Sin embargo, allí, donde los ríos se estrechan y los ruidos del tupido verde se confundían con las voces de los nativos, podía haber unas migajas de eso que llaman amor, flor de un día en medio de tanto odio sin razón. En ellos anidaba la rabia que la vida había sembrado en sus corazones y no entendía de patrias, ni de personas, ni de anhelos, ni de duelos y lo mismo podían pasar a cuchillo a un oscense que a un indígena. Eran valientes, pero taimados. Trataban a la dama oscura de tú a tú y sabían que podía presentarse en cualquier momento. Sin piedad. Sin compasión. Sin más recompensa que un día que se apaga y con la certeza de que ya no vendría otro igual.

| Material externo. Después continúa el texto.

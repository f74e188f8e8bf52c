//! Derived-view pipeline.
//!
//! Ties the pieces together along the path of a view-state change:
//! snapshot → cache lookup → background render → control-thread insert →
//! repaint.
//!
//! # Components
//!
//! - [`ViewService`]: main entry point, orchestrates the pipeline
//! - [`ImageFrame`]: immutable `f32` plane shared by cache, ring and display
//! - [`PixelSource`]: read-only pixel accessor supplied by the application
//! - [`MemorySource`]: in-memory [`PixelSource`] for tools and tests
//! - [`ViewSink`]: repaint/failure callbacks invoked on the control thread
//! - Pyramid helpers: [`downsample_mean_pool`], [`PyramidLevelSelector`]

mod frame;
mod pyramid;
mod service;
mod source;

pub use frame::ImageFrame;
pub use pyramid::{
    downsample_mean_pool, level_for_downsample, pyramid_level_factor, PyramidLevelSelector,
    DEFAULT_MAX_PYRAMID_LEVEL,
};
pub use service::{ViewLookup, ViewRequest, ViewService, ViewSink};
pub use source::{MemorySource, PixelSource};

Personajes de epopeya nacidos de la pluma del licenciado Pérez-Reverte y dirigidos con mano de hierro por el maese Díaz Yanes que descubren los lados más oscuros de algunos soldados sin gloria, campesinos sin mañana y damas de bravura comprobada. Interesantes labores de los señores de Arévalo, Coronado, Jaenada y mi señora Lennie. Grande la fotografía de Femenia, absorbente la partitura de Limón y brillante el sonido de Marín y Muñoz, que resuelven con magisterio los problemas del exterior rugiente. Algo de precipitación hacia el final, como queriendo dejar bien claro que los desenlaces se presentan sin previo aviso y aclarando entre aguas turbias tintadas de rojo que el destino de los españoles pasa por el cuchillo empuñado por manos hermanas. Más allá de eso, sólo restará el pequeño triunfo, sólo válido para aquellos que un día creyeron que España era grande aunque habitada por hombres muy pequeños.
Dejo estas líneas para que conste que he acompañado a tan insignes nombres en la búsqueda de la calidad, en la seguridad de que vi una historia en la que la aventura estaba en los personajes que la habitaban y no en sus hechos, en el temor de que, en algún momento, parece que la trama se estanca igual que un río que no fluye, pero que, al fin y al cabo, vemos una parte de nosotros mismos en tales entelequias, más propias de ingenuos que de hombres derechos.
Lo cual firmo a fe mía, en el año de nuestro señor de dos mil diecisiete, para que conste en los archivos del reino y para consulta y seguimiento de quien tenga a bien leerlo.